Throughout the listing below, show every line in which "impl" occurs.

- [DATASET RECORDS]

= = = = = = =

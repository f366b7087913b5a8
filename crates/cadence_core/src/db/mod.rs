//! SQLite storage for persisted display preferences.
//!
//! # Responsibility
//! - Open and configure SQLite connections for the preference store.
//! - Apply schema migrations in deterministic order.
//!
//! # Invariants
//! - Migration version is tracked via `PRAGMA user_version`.
//! - Preference reads/writes only happen after migrations succeed.
//! - Entry content is never written here.

use std::error::Error;
use std::fmt::{Display, Formatter};

pub mod migrations;
mod open;

pub use open::{open_db, open_db_in_memory};

pub type DbResult<T> = Result<T, DbError>;

#[derive(Debug)]
pub enum DbError {
    Sqlite(rusqlite::Error),
    UnsupportedSchemaVersion {
        db_version: u32,
        latest_supported: u32,
    },
}

impl Display for DbError {
    fn fmt(&self, f: &mut Formatter<'_>) -> std::fmt::Result {
        match self {
            Self::Sqlite(err) => write!(f, "{err}"),
            Self::UnsupportedSchemaVersion {
                db_version,
                latest_supported,
            } => write!(
                f,
                "preference schema version {db_version} is newer than supported {latest_supported}"
            ),
        }
    }
}

impl Error for DbError {
    fn source(&self) -> Option<&(dyn Error + 'static)> {
        match self {
            Self::Sqlite(err) => Some(err),
            Self::UnsupportedSchemaVersion { .. } => None,
        }
    }
}

impl From<rusqlite::Error> for DbError {
    fn from(value: rusqlite::Error) -> Self {
        Self::Sqlite(value)
    }
}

= = = = = = =

- [RESPONSE AREA]
impl Display for DbError {
impl Error for DbError {
impl From<rusqlite::Error> for DbError {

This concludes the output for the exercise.